*Exercise goal*.
Your task is to copy every line of the records below that contains "SearchCatalog".

Data to use START

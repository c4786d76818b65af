//! Attach Craft of Exile records to raw plan steps.
//!
//! A raw step is a JSON object with `action`, `description`, optional
//! `metadata`, and optionally `reference_type` (`fossil`, `harvest`, `bench`
//! or `meta`) plus `reference_id`. Resolved records land under
//! `metadata.craft_of_exile`.

use std::path::PathBuf;
use std::sync::OnceLock;

use serde_json::{Map, Value};

use crate::knowledge::loader::scalar_text;
use crate::planner::CraftingStep;

use super::client::CraftOfExileClient;
use super::dataset::{CraftOfExileDataset, Section};
use super::errors::CraftOfExileError;

pub const BUNDLE_FILE_NAME: &str = "data.json";

pub struct CraftingPlanBuilder {
    base_path: PathBuf,
    league: Option<String>,
    dataset: OnceLock<CraftOfExileDataset>,
}

impl CraftingPlanBuilder {
    pub fn new(base_path: impl Into<PathBuf>, league: Option<String>) -> Self {
        Self {
            base_path: base_path.into(),
            league: league.filter(|league| !league.is_empty()),
            dataset: OnceLock::new(),
        }
    }

    /// `<base>/<league?>/data.json`.
    pub fn bundle_path(&self) -> PathBuf {
        let mut path = self.base_path.clone();
        if let Some(league) = &self.league {
            path.push(league);
        }
        path.join(BUNDLE_FILE_NAME)
    }

    fn dataset(&self) -> Result<&CraftOfExileDataset, CraftOfExileError> {
        if let Some(dataset) = self.dataset.get() {
            return Ok(dataset);
        }
        let loaded = CraftOfExileClient::load_from_path(&self.bundle_path())?;
        Ok(self.dataset.get_or_init(|| loaded))
    }

    /// Resolve a step's reference. The bundle is only loaded for steps that
    /// carry both a known reference type and an id.
    fn resolve_reference(
        &self,
        step: &Map<String, Value>,
    ) -> Result<Option<Map<String, Value>>, CraftOfExileError> {
        let kind = step.get("reference_type").map(scalar_text).unwrap_or_default();
        let id = step.get("reference_id").map(scalar_text).unwrap_or_default();
        if kind.is_empty() || id.is_empty() {
            return Ok(None);
        }
        let Some(section) = Section::from_reference(&kind) else {
            tracing::debug!(reference_type = %kind, "unknown craft of exile reference type");
            return Ok(None);
        };
        let found = self.dataset()?.find(section, &id);
        if found.is_none() {
            tracing::debug!(reference_type = %kind, reference_id = %id, "craft of exile reference not found");
        }
        Ok(found)
    }

    /// Build plan steps from raw step objects, resolving references.
    pub fn build(&self, steps: &[Map<String, Value>]) -> Result<Vec<CraftingStep>, CraftOfExileError> {
        steps
            .iter()
            .map(|step| {
                let mut built = CraftingStep::new(
                    step.get("action").map(scalar_text).unwrap_or_default(),
                    step.get("description").map(scalar_text).unwrap_or_default(),
                );
                if let Some(Value::Object(metadata)) = step.get("metadata") {
                    built.metadata = metadata.clone();
                }
                if let Some(reference) = self.resolve_reference(step)? {
                    built
                        .metadata
                        .insert("craft_of_exile".into(), Value::Object(reference));
                }
                Ok(built)
            })
            .collect()
    }
}

// ─── Tests ──────────────────────────────────────────────────────────────────
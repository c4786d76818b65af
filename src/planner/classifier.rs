//! Modifier classification: decide which crafting source covers one mod.

use crate::knowledge::{CraftDomain, KnowledgeError, Match, SearchCatalog};

use super::types::{ItemBlueprint, ModRequirement, SourceKind};

#[derive(Debug, Clone, Copy, PartialEq, Eq)]
pub(crate) enum ResolutionKind {
    Essence,
    Harvest,
    Bench,
    Influence,
    Unresolved,
}

impl From<CraftDomain> for ResolutionKind {
    fn from(domain: CraftDomain) -> Self {
        match domain {
            CraftDomain::Essence => ResolutionKind::Essence,
            CraftDomain::Harvest => ResolutionKind::Harvest,
            CraftDomain::Bench => ResolutionKind::Bench,
        }
    }
}

/// Outcome of classifying one required modifier.
#[derive(Debug, Clone)]
pub(crate) struct ModClassification<'a> {
    pub requirement: &'a ModRequirement,
    pub kind: ResolutionKind,
    pub matches: Vec<Match>,
    pub search_terms: Vec<String>,
}

/// Hint detail first, then the mod text, skipping case-insensitive repeats.
pub(crate) fn search_terms(requirement: &ModRequirement) -> Vec<String> {
    let detail = requirement
        .source_hint
        .as_ref()
        .and_then(|hint| hint.detail.as_deref());

    let mut terms: Vec<String> = Vec::new();
    for candidate in detail.into_iter().chain(std::iter::once(requirement.text.as_str())) {
        let candidate = candidate.trim();
        if candidate.is_empty() {
            continue;
        }
        let lowered = candidate.to_lowercase();
        if terms.iter().any(|t| t.to_lowercase() == lowered) {
            continue;
        }
        terms.push(candidate.to_string());
    }
    terms
}

fn domain_priority(hint: Option<SourceKind>) -> Vec<CraftDomain> {
    let preferred = match hint {
        Some(SourceKind::Essence) => Some(CraftDomain::Essence),
        Some(SourceKind::Harvest) => Some(CraftDomain::Harvest),
        Some(SourceKind::Bench) => Some(CraftDomain::Bench),
        _ => None,
    };
    let mut order: Vec<CraftDomain> = preferred.into_iter().collect();
    order.extend(
        CraftDomain::DEFAULT_ORDER
            .into_iter()
            .filter(|d| Some(*d) != preferred),
    );
    order
}

fn influence_matches(blueprint: &ItemBlueprint) -> Vec<Match> {
    blueprint
        .influences
        .iter()
        .cloned()
        .map(Match::Influence)
        .collect()
}

/// Classify `requirement` for `blueprint`.
///
/// Domains are tried in priority order and, inside a domain, terms in order;
/// the first non-empty search result wins. Catalog errors propagate.
pub(crate) fn classify<'a>(
    catalog: &dyn SearchCatalog,
    blueprint: &ItemBlueprint,
    requirement: &'a ModRequirement,
) -> Result<ModClassification<'a>, KnowledgeError> {
    let hint_kind = requirement.source_hint.as_ref().map(|hint| hint.kind);

    if hint_kind == Some(SourceKind::Influence) {
        tracing::debug!(mod_text = %requirement.text, "influence hint, skipping search");
        return Ok(ModClassification {
            requirement,
            kind: ResolutionKind::Influence,
            matches: influence_matches(blueprint),
            search_terms: Vec::new(),
        });
    }

    let terms = search_terms(requirement);

    for domain in domain_priority(hint_kind) {
        for term in &terms {
            let matches = catalog.find(domain, term)?;
            if !matches.is_empty() {
                tracing::debug!(
                    mod_text = %requirement.text,
                    domain = domain.as_str(),
                    term = %term,
                    hits = matches.len(),
                    "modifier resolved"
                );
                return Ok(ModClassification {
                    requirement,
                    kind: domain.into(),
                    matches,
                    search_terms: terms,
                });
            }
        }
    }

    let attempted = terms.join(" ").to_lowercase();
    let influenced = blueprint.influences.iter().any(|influence| {
        let influence = influence.trim().to_lowercase();
        !influence.is_empty() && attempted.contains(&influence)
    });
    if influenced {
        return Ok(ModClassification {
            requirement,
            kind: ResolutionKind::Influence,
            matches: influence_matches(blueprint),
            search_terms: terms,
        });
    }

    tracing::debug!(mod_text = %requirement.text, terms = ?terms, "modifier unresolved");
    Ok(ModClassification {
        requirement,
        kind: ResolutionKind::Unresolved,
        matches: Vec::new(),
        search_terms: terms,
    })
}

// ─── Tests ──────────────────────────────────────────────────────────────────

#[cfg(test)]
mod tests {
    use super::*;
    use crate::knowledge::{BenchRecipe, Essence, HarvestCraft, StaticCatalog};
    use crate::planner::types::SourceHint;

    fn essence(name: &str, mods: &[&str]) -> Essence {
        Essence {
            identifier: name.to_lowercase().replace(' ', "_"),
            name: name.into(),
            tier: "7".into(),
            level: 82,
            kind: Default::default(),
            mods: mods.iter().map(|m| m.to_string()).collect(),
            item_level_restriction: None,
            spawn_level_min: None,
            spawn_level_max: None,
        }
    }

    fn bench(id: &str, display: &str) -> BenchRecipe {
        BenchRecipe {
            identifier: id.into(),
            display: display.into(),
            description: String::new(),
            bench_tier: 1,
            master: "Alva".into(),
            item_classes: vec![],
            action: "add_explicit_mod".into(),
            keywords: vec![],
            costs: vec![],
        }
    }

    fn harvest(id: &str, description: &str) -> HarvestCraft {
        HarvestCraft {
            identifier: id.into(),
            description: vec![description.into()],
            groups: vec![],
            tags: vec![],
            item_classes: vec![],
        }
    }

    #[test]
    fn search_terms_put_detail_first_and_dedupe() {
        let m = ModRequirement::prefix("+70 to maximum Life")
            .with_hint(SourceHint::with_detail(SourceKind::Essence, "Essence of Greed"));
        assert_eq!(search_terms(&m), vec!["Essence of Greed", "+70 to maximum Life"]);

        let same = ModRequirement::prefix("Movement Speed")
            .with_hint(SourceHint::with_detail(SourceKind::Bench, "movement speed"));
        assert_eq!(search_terms(&same), vec!["movement speed"]);

        let blank = ModRequirement::prefix("Life").with_hint(SourceHint::with_detail(SourceKind::Other, "  "));
        assert_eq!(search_terms(&blank), vec!["Life"]);
    }

    #[test]
    fn hinted_domain_is_tried_first() {
        assert_eq!(
            domain_priority(Some(SourceKind::Bench)),
            vec![CraftDomain::Bench, CraftDomain::Essence, CraftDomain::Harvest]
        );
        assert_eq!(domain_priority(Some(SourceKind::Other)), CraftDomain::DEFAULT_ORDER.to_vec());
        assert_eq!(domain_priority(None), CraftDomain::DEFAULT_ORDER.to_vec());
    }

    #[test]
    fn first_domain_wins_over_better_term() {
        // the detail term only hits essences, the mod text only hits the
        // hinted bench; the hinted domain exhausts both terms first
        let catalog = StaticCatalog::new(
            vec![essence("Essence of Haste", &["10% increased Movement Speed"])],
            vec![harvest("h1", "Augment a Speed modifier")],
            vec![bench("ms", "Movement Speed")],
        );
        let blueprint = ItemBlueprint::new("Boots");
        let m = ModRequirement::suffix("Movement Speed")
            .with_hint(SourceHint::with_detail(SourceKind::Bench, "Essence of Haste"));
        let c = classify(&catalog, &blueprint, &m).unwrap();
        assert_eq!(c.kind, ResolutionKind::Bench);
        assert_eq!(c.matches[0].name(), "Movement Speed");
        assert_eq!(c.search_terms, vec!["Essence of Haste", "Movement Speed"]);
    }

    #[test]
    fn unhinted_mod_prefers_essence() {
        let catalog = StaticCatalog::new(
            vec![essence("Deafening Essence of Greed", &["+70 to maximum Life"])],
            vec![],
            vec![bench("life", "+70 to maximum Life")],
        );
        let blueprint = ItemBlueprint::new("Boots");
        let m = ModRequirement::prefix("maximum Life");
        let c = classify(&catalog, &blueprint, &m).unwrap();
        assert_eq!(c.kind, ResolutionKind::Essence);
        assert_eq!(c.search_terms, vec!["maximum Life"]);
    }

    #[test]
    fn influence_text_fallback_and_unresolved() {
        let catalog = StaticCatalog::default();
        let mut blueprint = ItemBlueprint::new("Boots");
        blueprint.influences = vec!["Hunter".into()];

        let hunter = ModRequirement::prefix("Hunter: +1 to Level of Chaos Gems");
        let c = classify(&catalog, &blueprint, &hunter).unwrap();
        assert_eq!(c.kind, ResolutionKind::Influence);
        assert_eq!(c.matches, vec![Match::Influence("Hunter".into())]);

        let unknown = ModRequirement::suffix("Totally made up mod");
        let c = classify(&catalog, &blueprint, &unknown).unwrap();
        assert_eq!(c.kind, ResolutionKind::Unresolved);
        assert!(c.matches.is_empty());
        assert_eq!(c.search_terms, vec!["Totally made up mod"]);
    }

    #[test]
    fn blank_influence_never_matches() {
        let catalog = StaticCatalog::default();
        let mut blueprint = ItemBlueprint::new("Boots");
        blueprint.influences = vec!["  ".into()];
        let m = ModRequirement::suffix("Something");
        let c = classify(&catalog, &blueprint, &m).unwrap();
        assert_eq!(c.kind, ResolutionKind::Unresolved);
    }
}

Data to use END

*Task output*.
use crate::knowledge::{CraftDomain, KnowledgeError, Match, SearchCatalog};
    catalog: &dyn SearchCatalog,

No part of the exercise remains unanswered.